Step 1 of the budgeting process is to make a list of your revenue.

The first step is to detail your income, which includes any money you expect to receive during that month.

Begin budgeting with Every Dollar right now!

Write down each regular salary for you and your spouse, as well as any additional income from a side hustle, yard sale, freelance job, or other sources.

Put the lowest estimate of what you regularly make in this spot if you have an irregular income. (If you make more later in the month, you can adjust.)

Step 2 of the budgeting process is to make a list of your spending.

You can prepare for the money coming in now that you’ve planned for the money coming in. It’s time to make a list of your outgoings! (To help you estimate your spending, open an online bank account or glance at your bank statement.)

Begin by taking care of your Four Walls, which include food, utilities, shelter, and transportation.

Some of these are referred to as fixed expenses since they are consistent month after month (like your mortgage or rent). Others, such as grocery, vary.

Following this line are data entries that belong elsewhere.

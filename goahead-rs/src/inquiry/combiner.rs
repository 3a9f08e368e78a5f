//! Combines the service-level and OS-level inquiries into one decision
//!
//! Service-level permission wins. The OS-level inquiry is only sent when
//! the service-level one did not grant a restart.

use std::sync::Arc;
use std::time::Duration;

use log::debug;

use crate::config::GoAheadConfig;
use crate::core::{ClientBuilder, Diagnostics, Transport};
use crate::error::Result;

use super::models::{GoAheadAnswer, Identity, TargetKind};
use super::request::InquiryBuilder;
use super::validator::ResponseValidator;

/// Result of a single inquiry
#[derive(Debug, Clone, PartialEq)]
pub enum InquiryOutcome {
    /// Valid answer with `go_ahead: true`
    Granted(GoAheadAnswer),
    /// Valid answer with `go_ahead: false`
    Denied(GoAheadAnswer),
    /// Transport, status, parse or schema failure
    Unusable,
}

impl InquiryOutcome {
    pub fn from_answer(answer: Option<GoAheadAnswer>) -> Self {
        match answer {
            Some(answer) if answer.go_ahead => InquiryOutcome::Granted(answer),
            Some(answer) => InquiryOutcome::Denied(answer),
            None => InquiryOutcome::Unusable,
        }
    }

    pub fn is_granted(&self) -> bool {
        matches!(self, InquiryOutcome::Granted(_))
    }

    pub fn answer(&self) -> Option<&GoAheadAnswer> {
        match self {
            InquiryOutcome::Granted(answer) | InquiryOutcome::Denied(answer) => Some(answer),
            InquiryOutcome::Unusable => None,
        }
    }

    pub fn ask_again_in(&self) -> Option<Duration> {
        self.answer().and_then(GoAheadAnswer::ask_again_in)
    }
}

/// Final decision plus the service's hint on when to ask again
#[derive(Debug, Clone, Copy, PartialEq, Eq, Default)]
pub struct Verdict {
    pub granted: bool,
    pub ask_again_in: Option<Duration>,
}

impl Verdict {
    /// Reduce the service-level outcome and, if it was asked, the OS-level one
    pub fn combine(service: &InquiryOutcome, os: Option<&InquiryOutcome>) -> Self {
        if service.is_granted() {
            return Verdict {
                granted: true,
                ask_again_in: service.ask_again_in(),
            };
        }

        match os {
            Some(os) => Verdict {
                granted: os.is_granted(),
                ask_again_in: os.ask_again_in().or_else(|| service.ask_again_in()),
            },
            None => Verdict {
                granted: false,
                ask_again_in: service.ask_again_in(),
            },
        }
    }
}

/// Asks the go-ahead service and reduces the answers to one decision
#[derive(Clone)]
pub struct DecisionCombiner {
    builder: InquiryBuilder,
    transport: Arc<dyn Transport>,
    validator: ResponseValidator,
    diagnostics: Arc<dyn Diagnostics>,
}

impl DecisionCombiner {
    pub fn new(
        goahead_url: impl Into<String>,
        transport: Arc<dyn Transport>,
        diagnostics: Arc<dyn Diagnostics>,
    ) -> Self {
        Self {
            builder: InquiryBuilder::new(goahead_url),
            transport,
            validator: ResponseValidator::new(Arc::clone(&diagnostics)),
            diagnostics,
        }
    }

    /// Combiner over the default HTTP transport
    pub fn from_config(config: &GoAheadConfig, diagnostics: Arc<dyn Diagnostics>) -> Result<Self> {
        config.validate()?;
        let transport = ClientBuilder::from_config(config).build_transport()?;

        Ok(Self::new(config.goahead_url.clone(), Arc::new(transport), diagnostics))
    }

    /// Ask about one kind of restart
    pub async fn inquire(&self, identity: &Identity, kind: TargetKind) -> InquiryOutcome {
        let request = self.builder.build(identity, kind);
        debug!("Asking {} for {} permission of {}", request.url(), kind, identity.fqdn());

        let received = self.transport.send(&request).await;
        let outcome = InquiryOutcome::from_answer(self.validator.validate(received));

        debug!("{} inquiry for {}: {}", kind, identity.fqdn(), outcome_label(&outcome));
        outcome
    }

    /// Full decision, including the service's hint on when to ask again
    pub async fn evaluate(&self, identity: &Identity) -> Verdict {
        if identity.fqdn().trim().is_empty() {
            self.diagnostics
                .error("Refusing to ask the go-ahead service for an empty fqdn");
            return Verdict::default();
        }

        let service = self.inquire(identity, TargetKind::ServiceRestart).await;
        if service.is_granted() {
            return Verdict::combine(&service, None);
        }

        let os = self.inquire(identity, TargetKind::OsRestart).await;
        Verdict::combine(&service, Some(&os))
    }

    /// True only when the service grants a service-level or OS-level restart
    pub async fn decide(&self, identity: &Identity) -> bool {
        self.evaluate(identity).await.granted
    }
}

fn outcome_label(outcome: &InquiryOutcome) -> &'static str {
    match outcome {
        InquiryOutcome::Granted(_) => "granted",
        InquiryOutcome::Denied(_) => "denied",
        InquiryOutcome::Unusable => "unusable",
    }
}
//! # goahead
//!
//! Client for asking a go-ahead service whether a node may restart.
//!
//! A node asks two questions: may the service restart, and may the operating
//! system restart. Service-level permission wins; the OS-level question is
//! only asked when the service-level answer is not a yes. Every failure
//! (unreachable service, bad status, malformed answer) counts as "not yet",
//! so [`decide`] is safe to call from a polling loop.
//!
//! ## Architecture
//!
//! - `InquiryBuilder`: identity + target kind to request
//! - `ResponseValidator`: raw response to a validated `GoAheadAnswer`, or nothing
//! - `DecisionCombiner`: both inquiries to one decision
//! - `Transport`: seam for the HTTP layer, `HttpTransport` by default
//! - `Diagnostics`: injected sink for warnings and errors, `LogDiagnostics` by default

use std::path::Path;
use std::sync::Arc;

pub mod core;
pub use self::core::{ClientBuilder, Diagnostics, LogDiagnostics, Transport};

pub mod inquiry;
pub use inquiry::{
    DecisionCombiner, GoAheadAnswer, HttpTransport, Identity, InquiryBuilder, InquiryOutcome,
    InquiryRequest, RawResponse, ResponseValidator, TargetKind, Uptime, Verdict,
};

pub mod error;
pub use error::{InquiryError, Result, Severity};

pub mod resilience;
pub use resilience::{PollConfig, Poller};

pub mod config;
pub use config::{ConfigProvider, GoAheadConfig};

mod util;
pub use util::parse_duration;

#[cfg(test)]
mod tests;

/// Ask the go-ahead service at `goahead_url` whether `fqdn` may restart
///
/// Returns `true` only when the service grants a service-level or, failing
/// that, an OS-level restart. Any failure is logged and yields `false`.
pub async fn decide(
    fqdn: &str,
    uptime: impl Into<Uptime>,
    goahead_url: &str,
    goahead_url_ca_file: Option<&Path>,
) -> bool {
    let config = GoAheadConfig::new(goahead_url).with_ca_file(goahead_url_ca_file);
    decide_with(&config, &Identity::new(fqdn, uptime), Arc::new(LogDiagnostics)).await
}

/// [`decide`] with an explicit config and diagnostics sink
pub async fn decide_with(
    config: &GoAheadConfig,
    identity: &Identity,
    diagnostics: Arc<dyn Diagnostics>,
) -> bool {
    match DecisionCombiner::from_config(config, Arc::clone(&diagnostics)) {
        Ok(combiner) => combiner.decide(identity).await,
        Err(err) => {
            diagnostics.report(err.severity(), &err.to_string());
            false
        }
    }
}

And, to be honest, that grocery budget line is a little tricky to figure out at first. Just create a good estimate, and you’ll find out what you really need in the coming month.

After that, make a list of all additional monthly expenses. We’re discussing insurance, debt, savings, entertainment, and any other personal expenditures. Begin with fixed costs. Then, based on your spending in the previous months, utilize your online bank account or those bank statements to estimate anticipated amounts for everything else.

Step 3 of the budgeting process is to subtract your income from your spending.

When your revenue is subtracted from your costs, the result should be zero. That doesn’t mean your bank account is empty: it just indicates that every penny of your money is employed. (It’s known as a zero-based budget.)

If you have any money left over after deducting all of your expenses, make sure to include it in your budget! Otherwise, you’ll end up wasting your money on coffee and one-click offers of the day. Really. Put anything “extra” toward your present financial goal, such as saving or debt repayment.

What happens if you get a negative result? You might be thinking to yourself, “Yikes!” But it’s all right! Simply reduce your spending till your income minus your outgoings equals zero. Start with the lines for restaurants and entertainment. (We did go there.) You can’t spend more than you earn, after all. You’ve got it!

Keep in mind that you worked hard for your money. It should put in a lot of effort for you. Every. Singular. Penny.